To take this consideration further, it’s useful to look at some of the qualities of the masculine and the feminine as they relate to processes in MSC. Here are some musings of my own:
- We talk about how contrast helps us to understand anything conceptually: We know hard (masculine) because we know soft (feminine); we know dark (feminine) because we know light (masculine); we know opening (feminine) because we know closing (masculine).
- We create guiding principles (masculine) for group safety so that we can relax and release (feminine) into our emotional landscape.
- We hold the discipline (masculine) of a set period of time to meditate in so that we are supported as we open up (feminine) to our inner emotional landscape.
- We learn boundary setting (masculine) in caregiving relationships so that we can protect our ability to nurture (feminine).

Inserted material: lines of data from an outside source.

//! TextRank sentence summarization
//!
//! split sentences → similarity matrix → power iteration → selection

use crate::errors::{report, Result, SummarizeError};
use crate::graph::similarity::SimilarityMatrixBuilder;
use crate::nlp::stopwords::StopwordFilter;
use crate::nlp::tokenizer::{Tokenizer, TokenizerKind};
use crate::pagerank::power::PowerIterationRanker;
use crate::pagerank::RankResult;
use crate::summarizer::selector::SentenceSelector;
use crate::types::{join_sentences, SelectionConfig, Sentence, SummarizerConfig};
use std::sync::Arc;

/// Ranked sentences of one text, before selection
#[derive(Debug, Clone)]
pub struct RankedSentences {
    pub sentences: Vec<Sentence>,
    pub rank: RankResult,
}

/// Extractive summarizer over one tokenizer strategy
#[derive(Debug, Clone)]
pub struct TextRankSummarizer {
    tokenizer: Arc<dyn Tokenizer>,
    ranker: PowerIterationRanker,
    parallel: bool,
}

impl Default for TextRankSummarizer {
    fn default() -> Self {
        Self::new(TokenizerKind::Auto.build(StopwordFilter::english()))
    }
}

impl TextRankSummarizer {
    pub fn new(tokenizer: Arc<dyn Tokenizer>) -> Self {
        Self {
            tokenizer,
            ranker: PowerIterationRanker::default(),
            parallel: false,
        }
    }

    /// Summarizer with the tokenizer, stopwords and ranker settings of a config
    pub fn from_config(config: &SummarizerConfig) -> Self {
        let stopwords = StopwordFilter::from_config(config.language.as_deref(), &config.stopwords);
        Self::new(config.tokenizer.build(stopwords))
            .with_ranker(
                PowerIterationRanker::new()
                    .with_epsilon(config.epsilon)
                    .with_max_iterations(config.max_iterations),
            )
            .with_parallel(config.parallel)
    }

    pub fn with_ranker(mut self, ranker: PowerIterationRanker) -> Self {
        self.ranker = ranker;
        self
    }

    pub fn with_parallel(mut self, parallel: bool) -> Self {
        self.parallel = parallel;
        self
    }

    pub fn tokenizer(&self) -> &Arc<dyn Tokenizer> {
        &self.tokenizer
    }

    pub fn ranker(&self) -> &PowerIterationRanker {
        &self.ranker
    }

    /// Split text into sentences with the active tokenizer
    pub fn sentences(&self, text: &str) -> Vec<Sentence> {
        self.tokenizer.split_sentences(text)
    }

    /// Score already-split sentences
    pub fn rank(&self, sentences: &[Sentence]) -> Result<RankResult> {
        trace_stage!("rank");

        let matrix = SimilarityMatrixBuilder::new(self.tokenizer.as_ref())
            .with_parallel(self.parallel)
            .build(sentences);
        if !matrix.is_well_formed() {
            return Err(SummarizeError::unexpected(
                "similarity",
                "matrix contains negative or non-finite values",
            ));
        }

        let rank = self.ranker.run(&matrix);
        if !rank.converged {
            tracing::debug!(
                iterations = rank.iterations,
                delta = rank.delta,
                "power iteration stopped at the iteration cap"
            );
        }
        Ok(rank)
    }

    /// Split and score a text
    pub fn rank_text(&self, text: &str) -> Result<RankedSentences> {
        if text.trim().is_empty() {
            return Err(SummarizeError::empty_input("no text to rank"));
        }
        let sentences = self.sentences(text);
        let rank = self.rank(&sentences)?;
        Ok(RankedSentences { sentences, rank })
    }

    /// Summarize, propagating failures.
    ///
    /// Text with `min_sentences` sentences or fewer is returned unchanged
    /// without building a matrix.
    pub fn try_summarize(&self, text: &str, selection: &SelectionConfig) -> Result<String> {
        trace_stage!("summarize");
        selection.validate()?;

        if text.trim().is_empty() {
            return Err(SummarizeError::empty_input("no text to summarize"));
        }

        let selector = SentenceSelector::new(*selection);
        let sentences = self.sentences(text);
        if !selector.needs_ranking(sentences.len()) {
            report(
                "summarize",
                &SummarizeError::insufficient_content(sentences.len(), selection.min_sentences),
            );
            return Ok(text.to_string());
        }

        let rank = self.rank(&sentences)?;
        let selected = selector.select(&sentences, &rank.scores)?;
        Ok(join_sentences(&selected))
    }

    /// Summarize, returning an empty string on failure
    pub fn summarize(&self, text: &str, selection: &SelectionConfig) -> String {
        self.try_summarize(text, selection).unwrap_or_else(|err| {
            report("summarize", &err);
            String::new()
        })
    }
}
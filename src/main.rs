fn main() {
    if let Err(err) = csv_remap::run() {
        eprintln!("error: {err}");
        std::process::exit(1);
    }
}
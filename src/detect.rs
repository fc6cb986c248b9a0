//! Heuristic type detection for raw string cells.

use std::fmt;
use std::sync::LazyLock;

use chrono::NaiveDate;
use regex::Regex;

use crate::data::DataType;

pub static EMAIL_RE: LazyLock<Regex> =
    LazyLock::new(|| Regex::new(r"^[^\s@]+@[^\s@]+\.[^\s@]+$").unwrap());
static PHONE_RE: LazyLock<Regex> =
    LazyLock::new(|| Regex::new(r"^\+?[\d\s\-()]{7,}$").unwrap());

static ISO_DATE_RE: LazyLock<Regex> = LazyLock::new(|| Regex::new(r"^\d{4}-\d{2}-\d{2}$").unwrap());
static DMY_DASH_RE: LazyLock<Regex> = LazyLock::new(|| Regex::new(r"^\d{2}-\d{2}-\d{4}$").unwrap());
static MDY_SLASH_RE: LazyLock<Regex> =
    LazyLock::new(|| Regex::new(r"^\d{2}/\d{2}/\d{4}$").unwrap());
static DAY_MONTH_NAME_RE: LazyLock<Regex> =
    LazyLock::new(|| Regex::new(r"^\d{1,2}\s+[A-Za-z]{3,}\s+\d{4}$").unwrap());

/// Date layouts the detector recognizes. A value only counts as a date when
/// its shape matches one of these and chrono accepts it as a calendar date.
#[derive(Debug, Clone, Copy, PartialEq, Eq)]
pub enum DateFormat {
    IsoDate,
    DayMonthYear,
    MonthDayYear,
    DayMonthNameYear,
}

pub const DATE_FORMATS: [DateFormat; 4] = [
    DateFormat::IsoDate,
    DateFormat::DayMonthYear,
    DateFormat::MonthDayYear,
    DateFormat::DayMonthNameYear,
];

impl DateFormat {
    pub fn label(&self) -> &'static str {
        match self {
            DateFormat::IsoDate => "YYYY-MM-DD",
            DateFormat::DayMonthYear => "DD-MM-YYYY",
            DateFormat::MonthDayYear => "MM/DD/YYYY",
            DateFormat::DayMonthNameYear => "D MMM YYYY",
        }
    }

    pub fn chrono_format(&self) -> &'static str {
        match self {
            DateFormat::IsoDate => "%Y-%m-%d",
            DateFormat::DayMonthYear => "%d-%m-%Y",
            DateFormat::MonthDayYear => "%m/%d/%Y",
            DateFormat::DayMonthNameYear => "%d %b %Y",
        }
    }

    fn shape(&self) -> &'static Regex {
        match self {
            DateFormat::IsoDate => &ISO_DATE_RE,
            DateFormat::DayMonthYear => &DMY_DASH_RE,
            DateFormat::MonthDayYear => &MDY_SLASH_RE,
            DateFormat::DayMonthNameYear => &DAY_MONTH_NAME_RE,
        }
    }

    pub fn matches(&self, value: &str) -> bool {
        self.shape().is_match(value)
            && NaiveDate::parse_from_str(value, self.chrono_format()).is_ok()
    }
}

impl fmt::Display for DateFormat {
    fn fmt(&self, f: &mut fmt::Formatter<'_>) -> fmt::Result {
        f.write_str(self.label())
    }
}

pub fn detect_date_format(value: &str) -> Option<DateFormat> {
    DATE_FORMATS.iter().copied().find(|fmt| fmt.matches(value))
}

/// One ranked type guess for a value.
#[derive(Debug, Clone, Copy, PartialEq)]
pub struct TypeCandidate {
    pub data_type: DataType,
    pub confidence: f64,
    pub format: Option<DateFormat>,
}

impl TypeCandidate {
    fn new(data_type: DataType, confidence: f64) -> Self {
        TypeCandidate {
            data_type,
            confidence,
            format: None,
        }
    }
}

type Detector = fn(&str) -> Option<TypeCandidate>;

// Ordered rule table. Each rule fires independently; stable sorting by
// confidence keeps this order for ties.
const DETECTION_RULES: &[Detector] = &[
    detect_integer,
    detect_number,
    detect_boolean,
    detect_date,
    detect_email,
    detect_phone,
    detect_string,
];

fn parse_numeric(value: &str) -> Option<f64> {
    value
        .trim()
        .parse::<f64>()
        .ok()
        .filter(|parsed| parsed.is_finite())
}

fn detect_integer(value: &str) -> Option<TypeCandidate> {
    let parsed = parse_numeric(value)?;
    (parsed.fract() == 0.0).then(|| TypeCandidate::new(DataType::Integer, 0.9))
}

fn detect_number(value: &str) -> Option<TypeCandidate> {
    parse_numeric(value).map(|_| TypeCandidate::new(DataType::Number, 0.8))
}

fn detect_boolean(value: &str) -> Option<TypeCandidate> {
    let normalized = value.trim().to_lowercase();
    matches!(
        normalized.as_str(),
        "true" | "false" | "1" | "0" | "yes" | "no"
    )
    .then(|| TypeCandidate::new(DataType::Boolean, 0.9))
}

fn detect_date(value: &str) -> Option<TypeCandidate> {
    detect_date_format(value).map(|format| TypeCandidate {
        data_type: DataType::Date,
        confidence: 0.8,
        format: Some(format),
    })
}

fn detect_email(value: &str) -> Option<TypeCandidate> {
    EMAIL_RE
        .is_match(value)
        .then(|| TypeCandidate::new(DataType::Email, 0.95))
}

fn detect_phone(value: &str) -> Option<TypeCandidate> {
    PHONE_RE
        .is_match(value)
        .then(|| TypeCandidate::new(DataType::Phone, 0.7))
}

fn detect_string(_value: &str) -> Option<TypeCandidate> {
    Some(TypeCandidate::new(DataType::String, 0.5))
}

/// Infers every plausible type for a single value, ranked by confidence.
/// Blank input yields exactly `[(unknown, 1.0)]`; anything else ends with
/// the `(string, 0.5)` fallback.
pub fn detect_value_type(value: &str) -> Vec<TypeCandidate> {
    if value.trim().is_empty() {
        return vec![TypeCandidate::new(DataType::Unknown, 1.0)];
    }
    let mut candidates: Vec<TypeCandidate> = DETECTION_RULES
        .iter()
        .filter_map(|detect| detect(value))
        .collect();
    candidates.sort_by(|a, b| b.confidence.total_cmp(&a.confidence));
    candidates
}

/// Aggregates per-value top candidates into one column verdict. Each
/// non-blank value votes with its best guess; a type's score is the vote
/// fraction weighted by the average confidence of those votes.
pub fn detect_column_type<S: AsRef<str>>(values: &[S]) -> (DataType, f64) {
    let mut tallies: Vec<(DataType, usize, f64)> = Vec::new();
    let mut total = 0usize;

    for value in values {
        let value = value.as_ref();
        if value.trim().is_empty() {
            continue;
        }
        total += 1;
        if let Some(top) = detect_value_type(value).first() {
            match tallies
                .iter_mut()
                .find(|(data_type, ..)| *data_type == top.data_type)
            {
                Some((_, count, confidence_sum)) => {
                    *count += 1;
                    *confidence_sum += top.confidence;
                }
                None => tallies.push((top.data_type, 1, top.confidence)),
            }
        }
    }

    if total == 0 {
        return (DataType::Unknown, 0.0);
    }

    let mut best = (DataType::Unknown, 0.0_f64);
    for (data_type, count, confidence_sum) in tallies {
        let score = (count as f64 / total as f64) * (confidence_sum / count as f64);
        if score > best.1 {
            best = (data_type, score);
        }
    }
    best
}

- We accept the protective power of our anger (masculine) and come into relationship with it so that we can validate it and move on to being with the softer emotions (feminine) that it protects.
So now I find myself wondering how these understandings would help make MSC more accessible to men. The answer comes in the concept of balance. If I look down the brief list above, I’d see that if I were to cultivate all masculine qualities, I’d be hard, angry, disciplined, light and closed. I’d have guiding principles, boundaries and structure but no organic group process, exploration, nurturing or creativity. This is not balance. Similarly, if I had all feminine qualities, I’d also be completely out of balance. Wholeness comes from embracing all qualities to a greater or lesser degree.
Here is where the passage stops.